◆ **GIVEN RECORDS**
----

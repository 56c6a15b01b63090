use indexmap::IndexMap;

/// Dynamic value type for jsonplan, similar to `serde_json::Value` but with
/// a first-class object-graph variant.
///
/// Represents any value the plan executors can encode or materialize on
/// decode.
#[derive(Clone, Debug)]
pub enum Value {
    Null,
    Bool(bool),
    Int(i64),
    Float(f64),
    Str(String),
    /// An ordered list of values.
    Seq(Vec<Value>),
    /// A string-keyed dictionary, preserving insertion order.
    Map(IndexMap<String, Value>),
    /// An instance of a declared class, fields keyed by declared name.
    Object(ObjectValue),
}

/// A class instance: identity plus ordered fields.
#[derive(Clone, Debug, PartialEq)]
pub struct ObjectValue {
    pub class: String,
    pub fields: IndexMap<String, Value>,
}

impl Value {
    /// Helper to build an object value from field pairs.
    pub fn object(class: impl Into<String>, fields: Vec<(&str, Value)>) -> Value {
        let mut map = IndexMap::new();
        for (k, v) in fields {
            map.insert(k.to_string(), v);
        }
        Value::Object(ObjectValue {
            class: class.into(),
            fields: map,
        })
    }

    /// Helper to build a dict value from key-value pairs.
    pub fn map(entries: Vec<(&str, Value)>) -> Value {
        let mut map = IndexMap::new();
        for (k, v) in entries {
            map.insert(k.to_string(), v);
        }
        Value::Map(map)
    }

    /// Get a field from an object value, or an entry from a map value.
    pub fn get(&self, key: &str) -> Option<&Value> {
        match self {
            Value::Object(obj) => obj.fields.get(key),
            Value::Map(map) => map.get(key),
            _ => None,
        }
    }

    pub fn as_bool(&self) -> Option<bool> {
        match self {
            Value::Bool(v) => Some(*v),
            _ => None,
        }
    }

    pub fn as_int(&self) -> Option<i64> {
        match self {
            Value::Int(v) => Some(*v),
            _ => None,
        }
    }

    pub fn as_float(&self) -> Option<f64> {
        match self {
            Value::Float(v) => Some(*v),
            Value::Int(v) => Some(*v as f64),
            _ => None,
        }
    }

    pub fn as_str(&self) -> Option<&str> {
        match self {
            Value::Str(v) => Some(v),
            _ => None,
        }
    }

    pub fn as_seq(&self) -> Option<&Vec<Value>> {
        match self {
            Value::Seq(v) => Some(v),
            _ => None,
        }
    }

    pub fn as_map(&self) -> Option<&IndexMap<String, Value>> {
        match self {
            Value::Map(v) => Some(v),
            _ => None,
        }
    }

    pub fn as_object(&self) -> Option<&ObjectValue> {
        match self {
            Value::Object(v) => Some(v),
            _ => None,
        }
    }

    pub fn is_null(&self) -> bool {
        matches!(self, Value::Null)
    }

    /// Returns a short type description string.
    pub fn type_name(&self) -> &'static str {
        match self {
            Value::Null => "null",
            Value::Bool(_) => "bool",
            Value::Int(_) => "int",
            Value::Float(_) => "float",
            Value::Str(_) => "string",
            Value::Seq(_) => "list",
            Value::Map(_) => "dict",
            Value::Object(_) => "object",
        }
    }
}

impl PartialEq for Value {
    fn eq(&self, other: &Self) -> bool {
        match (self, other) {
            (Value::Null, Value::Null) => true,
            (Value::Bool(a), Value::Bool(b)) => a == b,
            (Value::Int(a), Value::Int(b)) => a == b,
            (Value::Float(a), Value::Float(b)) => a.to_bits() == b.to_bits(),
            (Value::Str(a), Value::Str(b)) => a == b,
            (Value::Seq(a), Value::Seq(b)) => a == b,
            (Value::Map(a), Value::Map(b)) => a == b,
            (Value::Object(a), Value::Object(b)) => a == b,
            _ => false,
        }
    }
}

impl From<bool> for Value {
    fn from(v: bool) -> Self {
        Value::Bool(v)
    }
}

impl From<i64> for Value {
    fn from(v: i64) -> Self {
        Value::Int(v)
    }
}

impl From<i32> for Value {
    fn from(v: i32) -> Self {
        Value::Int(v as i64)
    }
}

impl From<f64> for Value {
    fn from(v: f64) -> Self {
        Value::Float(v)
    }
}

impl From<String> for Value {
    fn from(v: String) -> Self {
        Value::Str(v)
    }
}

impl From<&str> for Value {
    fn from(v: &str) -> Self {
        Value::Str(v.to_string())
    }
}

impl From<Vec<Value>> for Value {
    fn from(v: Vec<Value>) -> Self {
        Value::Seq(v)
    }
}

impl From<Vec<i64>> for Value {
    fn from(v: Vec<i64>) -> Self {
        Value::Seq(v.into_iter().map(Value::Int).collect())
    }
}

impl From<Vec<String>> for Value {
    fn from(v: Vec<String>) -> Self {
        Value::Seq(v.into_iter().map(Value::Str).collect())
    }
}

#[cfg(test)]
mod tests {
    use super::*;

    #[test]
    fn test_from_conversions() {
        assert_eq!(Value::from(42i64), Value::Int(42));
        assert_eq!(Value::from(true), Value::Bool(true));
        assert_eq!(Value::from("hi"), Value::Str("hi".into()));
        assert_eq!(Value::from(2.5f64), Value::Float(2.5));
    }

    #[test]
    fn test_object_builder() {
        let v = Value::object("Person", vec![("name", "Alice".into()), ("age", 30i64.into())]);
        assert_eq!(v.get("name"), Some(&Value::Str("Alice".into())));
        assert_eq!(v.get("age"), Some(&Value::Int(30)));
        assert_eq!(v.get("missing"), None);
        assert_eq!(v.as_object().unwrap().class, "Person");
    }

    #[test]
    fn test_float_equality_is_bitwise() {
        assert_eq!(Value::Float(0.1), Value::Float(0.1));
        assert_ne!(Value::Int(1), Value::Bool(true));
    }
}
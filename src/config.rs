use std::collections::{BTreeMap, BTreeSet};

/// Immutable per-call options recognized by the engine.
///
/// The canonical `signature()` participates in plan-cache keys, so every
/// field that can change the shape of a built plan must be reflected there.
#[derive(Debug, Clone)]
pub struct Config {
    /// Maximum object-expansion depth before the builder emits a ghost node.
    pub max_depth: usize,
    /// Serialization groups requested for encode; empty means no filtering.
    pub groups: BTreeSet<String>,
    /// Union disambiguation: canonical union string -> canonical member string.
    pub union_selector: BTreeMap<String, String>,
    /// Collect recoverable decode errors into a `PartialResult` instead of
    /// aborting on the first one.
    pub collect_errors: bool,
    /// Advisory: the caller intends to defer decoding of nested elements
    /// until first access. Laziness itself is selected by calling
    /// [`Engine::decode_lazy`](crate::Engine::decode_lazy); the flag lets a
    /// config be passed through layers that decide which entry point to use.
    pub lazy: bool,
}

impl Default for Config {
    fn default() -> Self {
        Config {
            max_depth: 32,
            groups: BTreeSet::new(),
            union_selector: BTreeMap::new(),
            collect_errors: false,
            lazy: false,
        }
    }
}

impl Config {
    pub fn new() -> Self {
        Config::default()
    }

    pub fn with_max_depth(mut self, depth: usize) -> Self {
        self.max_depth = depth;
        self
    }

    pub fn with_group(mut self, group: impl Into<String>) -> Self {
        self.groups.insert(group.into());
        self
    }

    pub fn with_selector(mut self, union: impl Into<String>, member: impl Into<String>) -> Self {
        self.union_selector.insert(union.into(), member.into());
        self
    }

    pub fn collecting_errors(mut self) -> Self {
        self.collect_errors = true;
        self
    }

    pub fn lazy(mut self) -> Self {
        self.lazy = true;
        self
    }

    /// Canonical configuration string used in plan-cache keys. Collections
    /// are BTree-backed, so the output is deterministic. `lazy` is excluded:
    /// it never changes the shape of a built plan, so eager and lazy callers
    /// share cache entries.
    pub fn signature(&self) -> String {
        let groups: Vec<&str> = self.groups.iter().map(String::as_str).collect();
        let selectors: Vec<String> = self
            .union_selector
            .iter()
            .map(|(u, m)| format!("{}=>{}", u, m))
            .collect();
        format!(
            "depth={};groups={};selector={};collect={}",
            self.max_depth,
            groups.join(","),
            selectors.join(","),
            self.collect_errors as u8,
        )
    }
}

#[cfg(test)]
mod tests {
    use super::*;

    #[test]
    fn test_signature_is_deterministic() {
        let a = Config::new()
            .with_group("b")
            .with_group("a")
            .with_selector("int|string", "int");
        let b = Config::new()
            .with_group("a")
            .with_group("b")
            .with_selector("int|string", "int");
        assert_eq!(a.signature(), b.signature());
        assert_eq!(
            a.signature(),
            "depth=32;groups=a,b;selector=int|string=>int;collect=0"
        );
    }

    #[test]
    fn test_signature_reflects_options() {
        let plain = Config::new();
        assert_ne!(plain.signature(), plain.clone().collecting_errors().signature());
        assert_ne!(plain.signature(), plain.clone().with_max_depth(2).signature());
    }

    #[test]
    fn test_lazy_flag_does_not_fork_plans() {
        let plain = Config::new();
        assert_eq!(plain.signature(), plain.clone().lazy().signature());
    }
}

----

◆ **WHAT YOU WILL DO**
Retype the entries above exactly, but only from the line containing "#[derive(Clone, Debug)]" through the line containing "for (k, v) in entries", both included.

◆ **SOLUTION**
#[derive(Clone, Debug)]
pub enum Value {
    Null,
    Bool(bool),
    Int(i64),
    Float(f64),
    Str(String),
    /// An ordered list of values.
    Seq(Vec<Value>),
    /// A string-keyed dictionary, preserving insertion order.
    Map(IndexMap<String, Value>),
    /// An instance of a declared class, fields keyed by declared name.
    Object(ObjectValue),
}

/// A class instance: identity plus ordered fields.
#[derive(Clone, Debug, PartialEq)]
pub struct ObjectValue {
    pub class: String,
    pub fields: IndexMap<String, Value>,
}

impl Value {
    /// Helper to build an object value from field pairs.
    pub fn object(class: impl Into<String>, fields: Vec<(&str, Value)>) -> Value {
        let mut map = IndexMap::new();
        for (k, v) in fields {
            map.insert(k.to_string(), v);
        }
        Value::Object(ObjectValue {
            class: class.into(),
            fields: map,
        })
    }

    /// Helper to build a dict value from key-value pairs.
    pub fn map(entries: Vec<(&str, Value)>) -> Value {
        let mut map = IndexMap::new();
        for (k, v) in entries {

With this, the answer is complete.